Cada una de estas iniciativas ataca una parte distinta del problema. Stanford ataca la brecha entre descubrimiento y desarrollo clínico. Mount Sinai y Sloan Kettering atacan la velocidad y el costo del diseño molecular. Purdue ataca la productividad del laboratorio. Lo que ninguna institución ha logrado todavía, según reconocen los propios autores del análisis publicado en Harvard Business Review, es integrar todos estos elementos en un modelo cohesivo.
Esa brecha de integración no es un detalle menor. En la industria farmacéutica, donde el costo promedio por medicamento aprobado supera los 2.500 millones de dólares y más del 90% de los programas fracasan antes de llegar al mercado, la fragmentación institucional tiene un costo directo medible. Cada etapa que opera en silos es una etapa donde los proyectos se pierden, se retrasan o se subvaloran.
El dinero como combustible, no como destino
Hay una tensión que ningún análisis de este sector puede ignorar: los centros médicos académicos tienen una misión que va más allá de la rentabilidad, pero esa misión solo sobrevive si el modelo que la sostiene es financieramente viable. La filantropía cubre brechas puntuales. Los fondos públicos financian etapas específicas. Pero ninguna de estas fuentes, por sí sola, puede sostener la velocidad y la escala que requiere competir globalmente en desarrollo farmacéutico.

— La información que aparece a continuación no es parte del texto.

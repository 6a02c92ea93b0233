//! In-memory glTF/GLB fixtures for integration tests.
#![allow(dead_code)]

use base64::engine::general_purpose::STANDARD as BASE64;
use base64::Engine as _;
use gltf_import_io::container::{GLB_CHUNK_BIN, GLB_CHUNK_JSON, GLB_MAGIC, GLB_VERSION};
use serde_json::{json, Value};

/// A document under construction plus its single binary buffer.
pub struct Fixture {
    json: Value,
    bin: Vec<u8>,
}

impl Fixture {
    pub fn new() -> Self {
        Self {
            json: json!({
                "asset": {"version": "2.0"},
                "bufferViews": [],
                "accessors": [],
            }),
            bin: Vec::new(),
        }
    }

    /// Sets a top-level key such as `nodes` or `meshes`.
    pub fn set(&mut self, key: &str, value: Value) -> &mut Self {
        self.json[key] = value;
        self
    }

    pub fn json_mut(&mut self) -> &mut Value {
        &mut self.json
    }

    /// Appends bytes as a new buffer view and returns the view index.
    pub fn push_view(&mut self, bytes: &[u8]) -> usize {
        while self.bin.len() % 4 != 0 {
            self.bin.push(0);
        }
        let offset = self.bin.len();
        self.bin.extend_from_slice(bytes);
        push(
            &mut self.json["bufferViews"],
            json!({"buffer": 0, "byteOffset": offset, "byteLength": bytes.len()}),
        )
    }

    fn push_accessor(&mut self, bytes: &[u8], component_type: u32, count: usize, ty: &str) -> usize {
        let view = self.push_view(bytes);
        push(
            &mut self.json["accessors"],
            json!({"bufferView": view, "componentType": component_type, "count": count, "type": ty}),
        )
    }

    pub fn accessor_f32(&mut self, values: &[f32], ty: &str) -> usize {
        let bytes: Vec<u8> = values.iter().flat_map(|v| v.to_le_bytes()).collect();
        self.push_accessor(&bytes, 5126, values.len() / components(ty), ty)
    }

    pub fn accessor_u16(&mut self, values: &[u16]) -> usize {
        let bytes: Vec<u8> = values.iter().flat_map(|v| v.to_le_bytes()).collect();
        self.push_accessor(&bytes, 5123, values.len(), "SCALAR")
    }

    pub fn accessor_u8(&mut self, values: &[u8], ty: &str) -> usize {
        self.push_accessor(values, 5121, values.len() / components(ty), ty)
    }

    /// A unit triangle as `POSITION`, returning its accessor index.
    pub fn triangle_positions(&mut self) -> usize {
        self.accessor_f32(&[0.0, 0.0, 0.0, 1.0, 0.0, 0.0, 0.0, 1.0, 0.0], "VEC3")
    }

    fn buffers(&self, uri: Option<String>) -> Value {
        let mut buffer = json!({"byteLength": self.bin.len()});
        if let Some(uri) = uri {
            buffer["uri"] = Value::String(uri);
        }
        json!([buffer])
    }

    fn document(&self, uri: Option<String>) -> Value {
        let mut json = self.json.clone();
        if !self.bin.is_empty() {
            json["buffers"] = self.buffers(uri);
        }
        json
    }

    pub fn bin(&self) -> &[u8] {
        &self.bin
    }

    /// Binary container: JSON chunk plus one BIN chunk.
    pub fn to_glb(&self) -> Vec<u8> {
        let json = serde_json::to_vec(&self.document(None)).unwrap();
        let mut chunks = vec![chunk(GLB_CHUNK_JSON, &json, b' ')];
        if !self.bin.is_empty() {
            chunks.push(chunk(GLB_CHUNK_BIN, &self.bin, 0));
        }
        glb(&chunks)
    }

    /// Text document with the buffer embedded as a `data:` URI.
    pub fn to_gltf(&self) -> Vec<u8> {
        let uri = format!("data:application/octet-stream;base64,{}", BASE64.encode(&self.bin));
        serde_json::to_vec(&self.document(Some(uri))).unwrap()
    }

    /// Text document referencing the buffer by relative `uri`.
    pub fn to_gltf_external(&self, uri: &str) -> Vec<u8> {
        serde_json::to_vec(&self.document(Some(uri.to_string()))).unwrap()
    }
}

fn components(ty: &str) -> usize {
    match ty {
        "SCALAR" => 1,
        "VEC2" => 2,
        "VEC3" => 3,
        "VEC4" | "MAT2" => 4,
        "MAT3" => 9,
        "MAT4" => 16,
        other => panic!("unknown accessor type {}", other),
    }
}

fn push(array: &mut Value, value: Value) -> usize {
    let array = array.as_array_mut().expect("fixture key is not an array");
    array.push(value);
    array.len() - 1
}

/// One GLB chunk, padded to four bytes with `pad`.
pub fn chunk(tag: u32, payload: &[u8], pad: u8) -> Vec<u8> {
    let mut payload = payload.to_vec();
    while payload.len() % 4 != 0 {
        payload.push(pad);
    }
    let mut out = Vec::with_capacity(8 + payload.len());
    out.extend_from_slice(&(payload.len() as u32).to_le_bytes());
    out.extend_from_slice(&tag.to_le_bytes());
    out.extend_from_slice(&payload);
    out
}

/// A GLB file from pre-built chunks.
pub fn glb(chunks: &[Vec<u8>]) -> Vec<u8> {
    let body = chunks.concat();
    let mut out = Vec::with_capacity(12 + body.len());
    out.extend_from_slice(&GLB_MAGIC.to_le_bytes());
    out.extend_from_slice(&GLB_VERSION.to_le_bytes());
    out.extend_from_slice(&((12 + body.len()) as u32).to_le_bytes());
    out.extend_from_slice(&body);
    out
}

pub fn init_logger() {
    let _ = env_logger::builder().is_test(true).try_init();
}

La respuesta no está en abandonar la misión pública de estas instituciones, sino en construir modelos que generen sus propios ingresos sin depender crónicamente de subsidios que pueden desaparecer con cada cambio de administración. Los centros médicos académicos que están invirtiendo en portafolios de candidatos terapéuticos con criterios de selección rigurosos están, en esencia, aprendiendo a pensar como fondos de capital de riesgo sin dejar de ser universidades.